In the silence that followed he felt himself starting to doze. He heard her gather her clothes, felt her brush against his leg. He intended to get up and show her out, but the next thing he knew he was asleep, the dog curled up against him where Audrey had been.
* * *
LEONARD COULDN’T GET the remote control to work. He could change the channels, but there was no sound. Terri Funkhouser knew how to work the thing, but she hadn’t come. She usually showed up after breakfast, but today lunch had come and gone and still no sign of her.
He pressed the buzzer for the nurse, as he’d done many times already, without luck. They came on their own time when they were good and ready, and they did their poking and prodding, taking his blood pressure, twisting and turning him.
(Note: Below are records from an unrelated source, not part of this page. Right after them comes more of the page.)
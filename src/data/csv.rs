use std::path::Path;

use encoding_rs::Encoding;

use crate::data::Table;
use crate::MergeError;

const UTF8_BOM: &[u8] = b"\xEF\xBB\xBF";

#[derive(Debug, Clone, Default)]
pub struct CsvOptions {
    pub separator: Option<u8>,
    pub encoding: Option<String>,
}

/// How a CSV file is laid out on disk, so a rewrite can reproduce it.
#[derive(Debug, Clone, Copy, PartialEq, Eq)]
pub struct CsvFormat {
    pub separator: u8,
    pub encoding: &'static Encoding,
    /// The file started with a UTF-8 byte order mark.
    pub bom: bool,
}

impl Default for CsvFormat {
    fn default() -> Self {
        Self {
            separator: b',',
            encoding: encoding_rs::UTF_8,
            bom: false,
        }
    }
}

/// A CSV file's contents along with the format it was read in.
#[derive(Debug, Clone)]
pub struct LoadedCsv {
    pub table: Table,
    pub format: CsvFormat,
}

pub fn detect_separator(first_line: &str) -> u8 {
    let candidates: &[(u8, char)] = &[(b',', ','), (b';', ';'), (b'|', '|'), (b'\t', '\t')];
    candidates
        .iter()
        .max_by_key(|(_, ch)| first_line.chars().filter(|c| c == ch).count())
        .map(|(byte, _)| *byte)
        .unwrap_or(b',')
}

/// Decode `bytes` with the labelled encoding, or as UTF-8 falling back to
/// Windows-1252. Returns the text and the encoding actually used.
pub fn decode_bytes(bytes: &[u8], hint: Option<&str>) -> (String, &'static Encoding) {
    if let Some(label) = hint {
        let encoding =
            Encoding::for_label(label.as_bytes()).unwrap_or(encoding_rs::WINDOWS_1252);
        let (decoded, used, _) = encoding.decode(bytes);
        return (decoded.into_owned(), used);
    }

    match String::from_utf8(bytes.to_vec()) {
        Ok(s) => (s, encoding_rs::UTF_8),
        Err(_) => {
            let (decoded, used, _) = encoding_rs::WINDOWS_1252.decode(bytes);
            (decoded.into_owned(), used)
        }
    }
}

pub fn load_csv(path: &Path, opts: &CsvOptions) -> crate::Result<LoadedCsv> {
    let bytes = std::fs::read(path).map_err(|source| MergeError::Io {
        path: path.to_path_buf(),
        source,
    })?;

    let (content, encoding) = decode_bytes(&bytes, opts.encoding.as_deref());
    let bom = encoding == encoding_rs::UTF_8 && bytes.starts_with(UTF8_BOM);
    // A UTF-8 BOM would otherwise stick to the first header.
    let content = content.strip_prefix('\u{feff}').unwrap_or(&content);

    let separator = if let Some(sep) = opts.separator {
        sep
    } else {
        let first_line = content.lines().find(|l| !l.trim().is_empty()).unwrap_or("");
        detect_separator(first_line)
    };

    let mut reader = csv::ReaderBuilder::new()
        .delimiter(separator)
        .has_headers(true)
        .flexible(true)
        .from_reader(content.as_bytes());

    let headers: Vec<String> = {
        let h = reader.headers().map_err(|source| MergeError::CsvParse {
            path: path.to_path_buf(),
            source,
        })?;
        if h.is_empty() {
            return Err(MergeError::CsvNoHeaders {
                path: path.to_path_buf(),
            });
        }
        h.iter().map(String::from).collect()
    };

    let mut rows = Vec::new();
    for result in reader.records() {
        let record = result.map_err(|source| MergeError::CsvParse {
            path: path.to_path_buf(),
            source,
        })?;
        rows.push(record.iter().map(String::from).collect());
    }

    Ok(LoadedCsv {
        table: Table::new(headers, rows),
        format: CsvFormat {
            separator,
            encoding,
            bom,
        },
    })
}

/// Write `table` to `path` in `format`, replacing the file atomically.
///
/// Blank lines in the original are not reproduced, so after a rewrite data
/// row `n` sits on line `n + 1` of the file. Characters the target encoding
/// cannot represent are written as numeric character references.
pub fn save_csv(path: &Path, table: &Table, format: CsvFormat) -> crate::Result<()> {
    let tmp_path = path.with_extension("csv.tmp");
    let csv_err = |source| MergeError::CsvParse {
        path: tmp_path.clone(),
        source,
    };

    let mut writer = csv::WriterBuilder::new()
        .delimiter(format.separator)
        .flexible(true)
        .from_writer(Vec::new());

    let width = table.headers.len();
    writer.write_record(&table.headers).map_err(csv_err)?;
    for row in &table.rows {
        let mut record: Vec<&str> = row.iter().map(String::as_str).collect();
        if record.len() < width {
            record.resize(width, "");
        }
        writer.write_record(&record).map_err(csv_err)?;
    }
    let buffer = writer.into_inner().map_err(|e| MergeError::Io {
        path: tmp_path.clone(),
        source: std::io::Error::other(e.to_string()),
    })?;

    let text = String::from_utf8_lossy(&buffer);
    let (encoded, _, unmappable) = format.encoding.encode(&text);
    if unmappable {
        tracing::warn!(
            path = %path.display(),
            encoding = format.encoding.name(),
            "some characters cannot be represented in the sheet's encoding"
        );
    }
    let mut bytes = Vec::with_capacity(encoded.len() + UTF8_BOM.len());
    if format.bom {
        bytes.extend_from_slice(UTF8_BOM);
    }
    bytes.extend_from_slice(&encoded);

    std::fs::write(&tmp_path, bytes).map_err(|source| MergeError::Io {
        path: tmp_path.clone(),
        source,
    })?;
    std::fs::rename(&tmp_path, path).map_err(|source| MergeError::Io {
        path: path.to_path_buf(),
        source,
    })
}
If he asked a question or made a complaint, they smiled at him as if he were a simpleton. Even the nice nurse, the heavyset gal with the curly red hair, even she didn’t answer his questions. He could understand why, with all the senile folks wandering the halls, talking to themselves, but shouldn’t they be able to tell the difference between them and him?
When the door opened, Leonard pushed himself up in bed. “Terri, where have you been?”
“I had some errands. Did you miss me?”
“Miss you? I’ve been buzzing for two hours.”
She set her handbag on the table and placed a large shopping bag on the floor. “What’s wrong? You’re not ill, are you?” She put her hand to his forehead. “Cool as a cucumber.”
“I can’t get the TV to work.” He held out the remote control. She took it, and a moment later the sound came blaring at full volume.
“You had the mute on, Len. This little button here.”